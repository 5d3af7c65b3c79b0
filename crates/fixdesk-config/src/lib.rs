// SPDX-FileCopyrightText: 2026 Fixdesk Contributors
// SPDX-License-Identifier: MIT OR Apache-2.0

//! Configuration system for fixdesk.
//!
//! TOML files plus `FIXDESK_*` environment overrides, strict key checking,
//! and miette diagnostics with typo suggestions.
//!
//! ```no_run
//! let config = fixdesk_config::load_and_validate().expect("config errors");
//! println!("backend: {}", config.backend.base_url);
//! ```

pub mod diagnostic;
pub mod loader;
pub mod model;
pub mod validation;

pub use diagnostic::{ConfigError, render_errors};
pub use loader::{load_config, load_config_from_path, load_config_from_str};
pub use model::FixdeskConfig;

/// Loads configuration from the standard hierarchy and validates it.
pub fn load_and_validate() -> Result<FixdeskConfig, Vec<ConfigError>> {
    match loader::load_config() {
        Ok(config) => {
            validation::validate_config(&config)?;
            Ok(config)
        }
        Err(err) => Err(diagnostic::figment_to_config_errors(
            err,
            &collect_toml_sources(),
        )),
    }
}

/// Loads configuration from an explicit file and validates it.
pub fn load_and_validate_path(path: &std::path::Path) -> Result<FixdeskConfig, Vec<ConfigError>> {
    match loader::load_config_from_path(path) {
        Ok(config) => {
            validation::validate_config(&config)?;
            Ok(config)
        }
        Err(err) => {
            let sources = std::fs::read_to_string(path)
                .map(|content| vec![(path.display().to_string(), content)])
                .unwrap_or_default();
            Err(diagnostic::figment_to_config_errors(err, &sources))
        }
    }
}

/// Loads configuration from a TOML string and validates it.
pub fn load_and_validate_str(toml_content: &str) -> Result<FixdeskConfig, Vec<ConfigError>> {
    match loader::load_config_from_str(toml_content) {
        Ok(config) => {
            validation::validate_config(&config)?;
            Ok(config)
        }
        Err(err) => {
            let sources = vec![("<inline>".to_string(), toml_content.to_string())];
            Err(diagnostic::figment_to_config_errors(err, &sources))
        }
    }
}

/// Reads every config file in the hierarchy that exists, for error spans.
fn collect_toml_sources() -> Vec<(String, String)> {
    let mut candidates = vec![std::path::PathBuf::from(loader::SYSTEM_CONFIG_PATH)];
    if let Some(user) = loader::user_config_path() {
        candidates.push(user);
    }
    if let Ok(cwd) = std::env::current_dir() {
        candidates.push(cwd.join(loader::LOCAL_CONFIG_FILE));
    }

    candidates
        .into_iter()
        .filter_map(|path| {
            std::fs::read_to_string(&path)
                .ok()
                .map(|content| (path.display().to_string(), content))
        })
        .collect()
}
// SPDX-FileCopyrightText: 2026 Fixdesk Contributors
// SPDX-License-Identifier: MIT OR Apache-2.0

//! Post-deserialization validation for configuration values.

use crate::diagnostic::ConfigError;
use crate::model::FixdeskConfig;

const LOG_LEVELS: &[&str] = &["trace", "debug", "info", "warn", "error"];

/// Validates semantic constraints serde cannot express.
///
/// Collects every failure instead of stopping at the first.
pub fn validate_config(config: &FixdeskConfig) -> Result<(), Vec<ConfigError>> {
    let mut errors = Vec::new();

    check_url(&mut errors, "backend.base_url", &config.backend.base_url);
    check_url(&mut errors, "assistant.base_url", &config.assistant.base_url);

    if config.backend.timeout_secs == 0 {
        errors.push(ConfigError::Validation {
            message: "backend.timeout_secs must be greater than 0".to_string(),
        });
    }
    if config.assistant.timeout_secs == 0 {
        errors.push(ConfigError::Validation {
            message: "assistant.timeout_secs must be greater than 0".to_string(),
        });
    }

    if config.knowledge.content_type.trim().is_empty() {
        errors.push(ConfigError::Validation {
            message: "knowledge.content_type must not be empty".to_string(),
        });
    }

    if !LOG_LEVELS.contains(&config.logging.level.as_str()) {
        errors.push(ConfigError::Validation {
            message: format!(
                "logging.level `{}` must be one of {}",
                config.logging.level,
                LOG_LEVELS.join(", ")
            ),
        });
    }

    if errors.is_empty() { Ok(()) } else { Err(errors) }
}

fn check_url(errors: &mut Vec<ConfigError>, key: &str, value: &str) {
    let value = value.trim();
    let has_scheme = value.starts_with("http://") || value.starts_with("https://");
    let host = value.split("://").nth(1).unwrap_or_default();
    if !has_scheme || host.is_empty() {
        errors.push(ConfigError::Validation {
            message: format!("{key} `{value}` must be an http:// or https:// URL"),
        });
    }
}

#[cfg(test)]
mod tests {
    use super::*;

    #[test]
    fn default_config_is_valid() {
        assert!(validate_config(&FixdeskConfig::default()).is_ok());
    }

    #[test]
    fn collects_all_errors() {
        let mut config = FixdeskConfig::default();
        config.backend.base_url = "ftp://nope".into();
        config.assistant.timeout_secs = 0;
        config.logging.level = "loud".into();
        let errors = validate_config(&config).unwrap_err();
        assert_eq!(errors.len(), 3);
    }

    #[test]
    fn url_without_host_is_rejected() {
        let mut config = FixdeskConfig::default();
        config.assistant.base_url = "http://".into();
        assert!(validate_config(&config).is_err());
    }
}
★ ★ ★ ★ ★ ★ ★
• About this exercise
Write down, word for word, the lines above from the one containing "fn check_url(errors: &mut" through the one containing "assert_eq!(errors.len(), 3);", both ends included.

• Completed task
fn check_url(errors: &mut Vec<ConfigError>, key: &str, value: &str) {
    let value = value.trim();
    let has_scheme = value.starts_with("http://") || value.starts_with("https://");
    let host = value.split("://").nth(1).unwrap_or_default();
    if !has_scheme || host.is_empty() {
        errors.push(ConfigError::Validation {
            message: format!("{key} `{value}` must be an http:// or https:// URL"),
        });
    }
}

#[cfg(test)]
mod tests {
    use super::*;

    #[test]
    fn default_config_is_valid() {
        assert!(validate_config(&FixdeskConfig::default()).is_ok());
    }

    #[test]
    fn collects_all_errors() {
        let mut config = FixdeskConfig::default();
        config.backend.base_url = "ftp://nope".into();
        config.assistant.timeout_secs = 0;
        config.logging.level = "loud".into();
        let errors = validate_config(&config).unwrap_err();
        assert_eq!(errors.len(), 3);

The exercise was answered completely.